* **Records from a data source**:
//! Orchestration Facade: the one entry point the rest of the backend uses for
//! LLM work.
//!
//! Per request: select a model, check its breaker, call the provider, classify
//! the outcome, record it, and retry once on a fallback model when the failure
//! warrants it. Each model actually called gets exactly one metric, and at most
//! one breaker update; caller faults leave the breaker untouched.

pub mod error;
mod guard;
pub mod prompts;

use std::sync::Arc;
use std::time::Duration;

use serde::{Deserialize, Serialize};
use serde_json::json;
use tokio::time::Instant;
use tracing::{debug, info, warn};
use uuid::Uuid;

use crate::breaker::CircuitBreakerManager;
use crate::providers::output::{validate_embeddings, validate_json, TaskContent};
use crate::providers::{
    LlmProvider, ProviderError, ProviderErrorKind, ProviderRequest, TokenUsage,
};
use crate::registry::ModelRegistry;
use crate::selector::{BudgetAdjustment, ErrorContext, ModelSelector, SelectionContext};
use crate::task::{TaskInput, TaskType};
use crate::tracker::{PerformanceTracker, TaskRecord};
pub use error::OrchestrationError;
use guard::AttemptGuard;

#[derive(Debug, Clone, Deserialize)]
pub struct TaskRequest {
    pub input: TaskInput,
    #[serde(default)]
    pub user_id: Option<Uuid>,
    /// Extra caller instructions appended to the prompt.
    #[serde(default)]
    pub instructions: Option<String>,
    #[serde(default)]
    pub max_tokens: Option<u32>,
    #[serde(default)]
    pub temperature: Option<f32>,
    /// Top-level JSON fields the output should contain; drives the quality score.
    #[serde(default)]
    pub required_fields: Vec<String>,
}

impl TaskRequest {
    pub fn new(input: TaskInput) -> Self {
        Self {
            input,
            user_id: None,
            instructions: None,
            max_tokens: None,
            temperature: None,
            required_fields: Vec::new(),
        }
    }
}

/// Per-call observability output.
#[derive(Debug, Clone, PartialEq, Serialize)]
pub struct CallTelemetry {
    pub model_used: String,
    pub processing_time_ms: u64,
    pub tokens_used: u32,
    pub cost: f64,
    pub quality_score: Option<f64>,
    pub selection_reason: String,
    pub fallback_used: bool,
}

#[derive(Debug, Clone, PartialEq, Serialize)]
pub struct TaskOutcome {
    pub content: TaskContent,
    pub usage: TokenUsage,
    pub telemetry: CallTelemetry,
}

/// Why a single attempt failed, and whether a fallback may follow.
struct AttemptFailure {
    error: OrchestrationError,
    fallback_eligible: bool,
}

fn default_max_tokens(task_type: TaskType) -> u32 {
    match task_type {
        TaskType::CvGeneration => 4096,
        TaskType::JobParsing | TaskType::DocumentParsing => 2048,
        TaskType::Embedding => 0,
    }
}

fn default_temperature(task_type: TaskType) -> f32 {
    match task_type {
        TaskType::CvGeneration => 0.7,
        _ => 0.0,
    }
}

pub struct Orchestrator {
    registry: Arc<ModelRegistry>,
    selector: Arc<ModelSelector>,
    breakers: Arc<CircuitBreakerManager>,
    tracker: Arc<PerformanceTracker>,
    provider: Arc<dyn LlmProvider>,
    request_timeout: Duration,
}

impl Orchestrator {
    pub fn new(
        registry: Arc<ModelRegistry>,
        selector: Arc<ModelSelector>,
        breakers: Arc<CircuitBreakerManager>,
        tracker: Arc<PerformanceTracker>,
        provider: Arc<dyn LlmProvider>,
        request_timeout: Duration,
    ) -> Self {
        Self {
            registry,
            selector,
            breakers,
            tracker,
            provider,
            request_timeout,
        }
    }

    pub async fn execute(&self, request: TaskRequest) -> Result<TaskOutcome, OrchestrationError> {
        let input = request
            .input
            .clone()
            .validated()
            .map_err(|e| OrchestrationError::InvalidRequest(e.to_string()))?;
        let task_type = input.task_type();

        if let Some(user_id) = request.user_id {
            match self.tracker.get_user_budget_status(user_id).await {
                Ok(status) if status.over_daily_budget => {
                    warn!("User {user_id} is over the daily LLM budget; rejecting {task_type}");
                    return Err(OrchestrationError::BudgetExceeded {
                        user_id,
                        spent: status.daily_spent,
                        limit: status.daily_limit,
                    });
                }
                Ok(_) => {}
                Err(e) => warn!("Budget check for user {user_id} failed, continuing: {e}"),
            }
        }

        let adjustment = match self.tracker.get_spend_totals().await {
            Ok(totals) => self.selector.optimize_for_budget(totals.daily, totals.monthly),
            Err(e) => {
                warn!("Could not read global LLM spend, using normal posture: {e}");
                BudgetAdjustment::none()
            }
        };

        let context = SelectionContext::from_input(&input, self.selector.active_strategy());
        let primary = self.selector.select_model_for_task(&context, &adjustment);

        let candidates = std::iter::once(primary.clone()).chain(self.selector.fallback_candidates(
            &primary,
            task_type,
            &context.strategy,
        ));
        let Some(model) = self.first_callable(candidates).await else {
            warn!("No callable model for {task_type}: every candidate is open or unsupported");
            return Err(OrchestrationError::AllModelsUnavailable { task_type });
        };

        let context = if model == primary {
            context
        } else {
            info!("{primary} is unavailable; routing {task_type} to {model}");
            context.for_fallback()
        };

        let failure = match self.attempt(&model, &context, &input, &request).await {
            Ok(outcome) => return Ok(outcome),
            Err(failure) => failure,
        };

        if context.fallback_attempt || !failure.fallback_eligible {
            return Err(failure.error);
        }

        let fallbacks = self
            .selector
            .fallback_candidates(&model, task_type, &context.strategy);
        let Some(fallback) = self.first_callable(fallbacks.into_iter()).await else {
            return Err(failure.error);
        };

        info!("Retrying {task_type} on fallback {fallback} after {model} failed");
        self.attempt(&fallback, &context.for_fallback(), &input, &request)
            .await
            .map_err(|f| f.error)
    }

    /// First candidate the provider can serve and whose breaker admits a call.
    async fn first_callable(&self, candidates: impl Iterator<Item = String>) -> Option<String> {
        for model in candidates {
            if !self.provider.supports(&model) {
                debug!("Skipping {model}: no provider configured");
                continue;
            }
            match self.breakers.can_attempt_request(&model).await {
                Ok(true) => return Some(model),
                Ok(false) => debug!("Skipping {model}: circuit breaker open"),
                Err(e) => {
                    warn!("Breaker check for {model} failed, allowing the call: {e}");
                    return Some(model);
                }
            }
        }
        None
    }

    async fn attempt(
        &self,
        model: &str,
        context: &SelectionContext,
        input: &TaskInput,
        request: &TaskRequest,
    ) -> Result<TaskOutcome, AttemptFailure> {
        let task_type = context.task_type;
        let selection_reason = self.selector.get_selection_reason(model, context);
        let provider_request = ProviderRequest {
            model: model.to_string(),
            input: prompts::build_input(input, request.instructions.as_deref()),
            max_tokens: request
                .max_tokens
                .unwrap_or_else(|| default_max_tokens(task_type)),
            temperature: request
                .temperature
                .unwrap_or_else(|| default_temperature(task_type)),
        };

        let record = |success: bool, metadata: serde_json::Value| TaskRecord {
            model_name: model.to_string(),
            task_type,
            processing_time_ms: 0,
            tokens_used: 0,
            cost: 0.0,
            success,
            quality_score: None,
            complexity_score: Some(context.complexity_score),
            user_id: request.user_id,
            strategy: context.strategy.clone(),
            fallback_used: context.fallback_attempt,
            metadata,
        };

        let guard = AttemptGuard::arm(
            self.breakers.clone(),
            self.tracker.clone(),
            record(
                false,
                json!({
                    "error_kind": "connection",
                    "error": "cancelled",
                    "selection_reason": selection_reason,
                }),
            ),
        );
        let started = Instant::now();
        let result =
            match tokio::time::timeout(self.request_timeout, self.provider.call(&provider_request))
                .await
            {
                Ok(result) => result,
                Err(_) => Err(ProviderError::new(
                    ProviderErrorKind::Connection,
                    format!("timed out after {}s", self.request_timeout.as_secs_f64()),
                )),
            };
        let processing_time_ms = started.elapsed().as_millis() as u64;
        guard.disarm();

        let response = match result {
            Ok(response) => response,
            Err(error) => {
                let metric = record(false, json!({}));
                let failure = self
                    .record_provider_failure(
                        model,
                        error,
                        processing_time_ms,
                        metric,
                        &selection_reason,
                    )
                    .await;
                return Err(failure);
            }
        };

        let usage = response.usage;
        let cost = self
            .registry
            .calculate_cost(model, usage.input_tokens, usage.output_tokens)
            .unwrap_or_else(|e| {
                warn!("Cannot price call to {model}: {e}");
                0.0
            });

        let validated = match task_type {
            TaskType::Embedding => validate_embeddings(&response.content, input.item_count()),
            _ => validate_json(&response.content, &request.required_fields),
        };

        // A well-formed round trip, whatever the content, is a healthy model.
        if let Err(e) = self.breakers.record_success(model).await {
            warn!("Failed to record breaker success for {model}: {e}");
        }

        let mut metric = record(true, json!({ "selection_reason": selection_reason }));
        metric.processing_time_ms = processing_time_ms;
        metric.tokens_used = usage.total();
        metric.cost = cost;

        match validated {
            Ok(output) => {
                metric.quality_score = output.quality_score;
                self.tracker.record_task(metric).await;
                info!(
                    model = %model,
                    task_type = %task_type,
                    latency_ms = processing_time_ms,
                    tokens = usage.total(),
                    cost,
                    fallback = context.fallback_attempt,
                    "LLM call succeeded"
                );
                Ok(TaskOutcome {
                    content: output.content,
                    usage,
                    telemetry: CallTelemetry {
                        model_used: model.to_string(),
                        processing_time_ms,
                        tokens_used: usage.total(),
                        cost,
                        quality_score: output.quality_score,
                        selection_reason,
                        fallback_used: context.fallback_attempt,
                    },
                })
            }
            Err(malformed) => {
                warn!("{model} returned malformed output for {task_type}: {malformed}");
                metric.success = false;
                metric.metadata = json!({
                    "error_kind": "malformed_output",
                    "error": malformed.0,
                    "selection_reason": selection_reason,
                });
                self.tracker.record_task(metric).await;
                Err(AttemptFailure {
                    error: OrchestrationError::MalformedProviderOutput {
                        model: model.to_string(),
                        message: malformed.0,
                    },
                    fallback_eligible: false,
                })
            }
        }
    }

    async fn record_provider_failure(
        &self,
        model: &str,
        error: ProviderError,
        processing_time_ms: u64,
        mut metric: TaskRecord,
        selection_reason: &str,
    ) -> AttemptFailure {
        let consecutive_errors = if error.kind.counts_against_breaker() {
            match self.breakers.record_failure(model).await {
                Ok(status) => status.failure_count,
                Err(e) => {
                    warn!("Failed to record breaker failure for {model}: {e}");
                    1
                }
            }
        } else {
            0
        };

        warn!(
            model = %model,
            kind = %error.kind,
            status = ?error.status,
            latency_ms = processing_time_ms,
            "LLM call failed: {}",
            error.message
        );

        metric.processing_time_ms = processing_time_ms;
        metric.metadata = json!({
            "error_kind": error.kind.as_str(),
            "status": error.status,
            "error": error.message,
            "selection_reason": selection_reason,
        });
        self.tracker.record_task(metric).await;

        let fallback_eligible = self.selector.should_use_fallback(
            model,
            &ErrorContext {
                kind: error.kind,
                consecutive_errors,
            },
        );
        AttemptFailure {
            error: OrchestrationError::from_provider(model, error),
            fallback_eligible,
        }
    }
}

* **PROBLEM TO SOLVE**:
Each line above that contains the string "ErrorContext" should be copied.

* **RESULT OF THIS TASK**:
use crate::selector::{BudgetAdjustment, ErrorContext, ModelSelector, SelectionContext};
            &ErrorContext {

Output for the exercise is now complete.